**Given entries**.
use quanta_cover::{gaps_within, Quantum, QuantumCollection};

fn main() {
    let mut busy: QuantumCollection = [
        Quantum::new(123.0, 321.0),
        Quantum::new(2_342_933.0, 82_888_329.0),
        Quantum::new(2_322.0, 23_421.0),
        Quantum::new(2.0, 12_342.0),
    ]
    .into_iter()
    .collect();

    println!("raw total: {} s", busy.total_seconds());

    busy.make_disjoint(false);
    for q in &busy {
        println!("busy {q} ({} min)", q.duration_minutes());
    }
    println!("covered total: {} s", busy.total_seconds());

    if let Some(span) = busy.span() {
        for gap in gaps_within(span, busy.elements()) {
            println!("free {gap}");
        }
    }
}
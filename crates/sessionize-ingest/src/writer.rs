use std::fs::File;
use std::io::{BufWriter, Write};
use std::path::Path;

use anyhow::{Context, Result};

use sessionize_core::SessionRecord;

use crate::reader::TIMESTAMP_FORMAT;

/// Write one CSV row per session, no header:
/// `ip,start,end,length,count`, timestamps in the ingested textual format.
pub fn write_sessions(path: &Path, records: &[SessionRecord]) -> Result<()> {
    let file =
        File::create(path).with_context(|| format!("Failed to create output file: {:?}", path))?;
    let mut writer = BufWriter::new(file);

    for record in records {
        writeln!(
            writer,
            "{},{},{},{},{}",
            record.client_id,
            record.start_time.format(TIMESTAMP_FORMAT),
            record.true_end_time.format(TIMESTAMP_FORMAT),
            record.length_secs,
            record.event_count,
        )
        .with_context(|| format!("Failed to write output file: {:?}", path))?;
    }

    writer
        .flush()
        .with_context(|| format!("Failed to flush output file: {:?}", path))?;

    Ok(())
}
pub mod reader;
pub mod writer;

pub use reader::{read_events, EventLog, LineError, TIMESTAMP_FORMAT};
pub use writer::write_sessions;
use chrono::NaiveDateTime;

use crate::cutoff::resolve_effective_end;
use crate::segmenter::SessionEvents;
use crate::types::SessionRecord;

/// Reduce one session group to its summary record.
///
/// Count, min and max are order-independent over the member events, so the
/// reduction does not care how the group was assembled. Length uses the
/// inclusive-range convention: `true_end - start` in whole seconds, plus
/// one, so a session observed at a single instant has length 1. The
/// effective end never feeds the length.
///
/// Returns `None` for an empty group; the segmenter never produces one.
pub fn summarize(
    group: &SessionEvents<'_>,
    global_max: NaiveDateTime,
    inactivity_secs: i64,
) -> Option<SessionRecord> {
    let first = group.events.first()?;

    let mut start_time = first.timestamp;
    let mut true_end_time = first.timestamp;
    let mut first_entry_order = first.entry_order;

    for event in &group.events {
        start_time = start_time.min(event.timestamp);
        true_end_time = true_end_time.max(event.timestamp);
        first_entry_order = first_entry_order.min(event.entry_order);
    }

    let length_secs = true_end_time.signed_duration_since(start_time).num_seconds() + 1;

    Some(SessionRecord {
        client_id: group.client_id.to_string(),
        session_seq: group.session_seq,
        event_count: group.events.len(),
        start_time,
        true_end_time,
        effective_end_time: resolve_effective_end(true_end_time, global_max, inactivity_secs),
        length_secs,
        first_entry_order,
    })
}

--

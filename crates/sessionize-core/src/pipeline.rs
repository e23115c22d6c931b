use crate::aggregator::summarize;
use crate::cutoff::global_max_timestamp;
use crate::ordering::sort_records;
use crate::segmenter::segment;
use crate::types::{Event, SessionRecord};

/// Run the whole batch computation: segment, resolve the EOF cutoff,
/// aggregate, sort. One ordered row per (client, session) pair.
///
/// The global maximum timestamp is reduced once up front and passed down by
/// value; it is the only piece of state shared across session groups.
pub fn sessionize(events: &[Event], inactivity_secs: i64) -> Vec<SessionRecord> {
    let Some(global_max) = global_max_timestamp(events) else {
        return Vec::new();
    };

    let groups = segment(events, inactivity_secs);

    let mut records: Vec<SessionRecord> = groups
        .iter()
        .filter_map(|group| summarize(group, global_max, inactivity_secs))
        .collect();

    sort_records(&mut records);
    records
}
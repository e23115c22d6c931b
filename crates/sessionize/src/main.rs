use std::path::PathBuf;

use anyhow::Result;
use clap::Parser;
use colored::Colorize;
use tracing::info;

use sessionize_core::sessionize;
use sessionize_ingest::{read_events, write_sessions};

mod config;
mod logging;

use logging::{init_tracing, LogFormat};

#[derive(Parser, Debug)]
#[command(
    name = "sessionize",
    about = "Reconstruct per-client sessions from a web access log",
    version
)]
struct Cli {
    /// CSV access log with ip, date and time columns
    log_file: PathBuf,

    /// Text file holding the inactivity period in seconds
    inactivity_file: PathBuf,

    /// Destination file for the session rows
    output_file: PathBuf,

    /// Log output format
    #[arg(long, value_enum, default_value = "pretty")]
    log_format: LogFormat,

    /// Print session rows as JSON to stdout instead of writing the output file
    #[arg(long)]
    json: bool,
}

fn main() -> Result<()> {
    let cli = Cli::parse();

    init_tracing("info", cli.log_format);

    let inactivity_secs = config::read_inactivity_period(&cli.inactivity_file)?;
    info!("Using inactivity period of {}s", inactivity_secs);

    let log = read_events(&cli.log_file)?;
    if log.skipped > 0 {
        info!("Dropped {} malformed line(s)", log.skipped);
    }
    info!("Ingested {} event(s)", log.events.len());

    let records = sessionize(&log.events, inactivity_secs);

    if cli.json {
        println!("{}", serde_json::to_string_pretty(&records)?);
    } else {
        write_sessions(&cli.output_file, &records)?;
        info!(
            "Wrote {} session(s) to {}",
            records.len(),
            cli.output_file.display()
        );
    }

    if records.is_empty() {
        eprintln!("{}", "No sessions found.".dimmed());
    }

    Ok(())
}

---

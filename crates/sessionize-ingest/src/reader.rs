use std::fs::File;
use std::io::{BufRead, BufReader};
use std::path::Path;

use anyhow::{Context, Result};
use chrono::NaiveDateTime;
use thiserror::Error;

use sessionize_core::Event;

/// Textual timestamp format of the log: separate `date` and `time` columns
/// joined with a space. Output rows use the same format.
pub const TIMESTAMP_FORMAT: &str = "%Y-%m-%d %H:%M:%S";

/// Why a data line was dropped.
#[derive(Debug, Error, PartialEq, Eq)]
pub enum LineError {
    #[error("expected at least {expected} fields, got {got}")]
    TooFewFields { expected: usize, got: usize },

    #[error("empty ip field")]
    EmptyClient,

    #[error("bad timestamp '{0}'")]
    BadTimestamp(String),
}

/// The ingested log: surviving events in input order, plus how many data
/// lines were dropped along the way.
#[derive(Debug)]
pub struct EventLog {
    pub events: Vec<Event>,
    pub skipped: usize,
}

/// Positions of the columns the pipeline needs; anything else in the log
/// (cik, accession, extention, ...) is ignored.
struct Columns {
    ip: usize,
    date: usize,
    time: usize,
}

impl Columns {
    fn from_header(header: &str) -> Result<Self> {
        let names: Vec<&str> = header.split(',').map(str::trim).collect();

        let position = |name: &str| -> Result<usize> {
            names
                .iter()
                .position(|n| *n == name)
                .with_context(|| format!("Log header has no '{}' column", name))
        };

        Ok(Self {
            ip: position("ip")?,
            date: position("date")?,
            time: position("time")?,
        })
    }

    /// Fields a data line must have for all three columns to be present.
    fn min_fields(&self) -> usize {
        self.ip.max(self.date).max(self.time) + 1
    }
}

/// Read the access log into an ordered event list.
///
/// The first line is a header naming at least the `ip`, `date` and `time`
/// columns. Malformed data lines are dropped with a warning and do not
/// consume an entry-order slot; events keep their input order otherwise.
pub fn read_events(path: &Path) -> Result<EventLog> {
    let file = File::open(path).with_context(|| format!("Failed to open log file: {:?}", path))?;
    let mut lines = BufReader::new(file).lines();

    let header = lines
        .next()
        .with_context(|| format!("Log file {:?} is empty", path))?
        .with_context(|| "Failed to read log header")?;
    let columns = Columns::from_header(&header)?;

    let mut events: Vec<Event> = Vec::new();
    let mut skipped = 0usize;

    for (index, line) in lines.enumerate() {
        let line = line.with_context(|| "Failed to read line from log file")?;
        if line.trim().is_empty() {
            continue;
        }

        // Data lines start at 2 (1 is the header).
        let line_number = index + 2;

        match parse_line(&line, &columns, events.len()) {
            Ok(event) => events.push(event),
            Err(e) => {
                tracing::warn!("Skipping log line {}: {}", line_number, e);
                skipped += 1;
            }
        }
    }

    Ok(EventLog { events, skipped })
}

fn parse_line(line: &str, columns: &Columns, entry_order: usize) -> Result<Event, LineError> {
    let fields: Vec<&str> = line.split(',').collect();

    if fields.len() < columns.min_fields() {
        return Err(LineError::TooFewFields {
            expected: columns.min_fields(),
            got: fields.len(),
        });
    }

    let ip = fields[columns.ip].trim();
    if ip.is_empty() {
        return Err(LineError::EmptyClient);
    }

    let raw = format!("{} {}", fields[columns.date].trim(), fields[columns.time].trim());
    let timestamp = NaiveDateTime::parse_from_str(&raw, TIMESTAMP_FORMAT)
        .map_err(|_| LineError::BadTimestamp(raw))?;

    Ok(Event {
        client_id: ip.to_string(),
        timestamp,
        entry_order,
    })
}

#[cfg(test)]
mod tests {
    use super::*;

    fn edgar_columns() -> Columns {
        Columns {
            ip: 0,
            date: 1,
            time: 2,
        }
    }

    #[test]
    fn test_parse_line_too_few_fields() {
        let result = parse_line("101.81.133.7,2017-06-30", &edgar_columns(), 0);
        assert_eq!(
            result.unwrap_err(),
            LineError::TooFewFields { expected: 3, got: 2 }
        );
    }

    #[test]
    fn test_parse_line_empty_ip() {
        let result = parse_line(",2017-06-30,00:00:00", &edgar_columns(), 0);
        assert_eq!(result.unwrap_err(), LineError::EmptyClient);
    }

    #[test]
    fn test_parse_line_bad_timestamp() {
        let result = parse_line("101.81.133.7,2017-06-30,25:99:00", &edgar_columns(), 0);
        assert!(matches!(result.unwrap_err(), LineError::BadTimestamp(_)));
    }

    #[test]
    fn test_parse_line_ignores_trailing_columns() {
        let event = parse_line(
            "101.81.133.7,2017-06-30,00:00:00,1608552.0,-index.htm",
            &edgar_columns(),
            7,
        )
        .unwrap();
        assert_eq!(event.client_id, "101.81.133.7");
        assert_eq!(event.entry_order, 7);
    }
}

**Work instruction**.
Of all the lines in the data, count those that contain "EmptyClient" and give that figure with nothing else.

**Exercise answer**.
3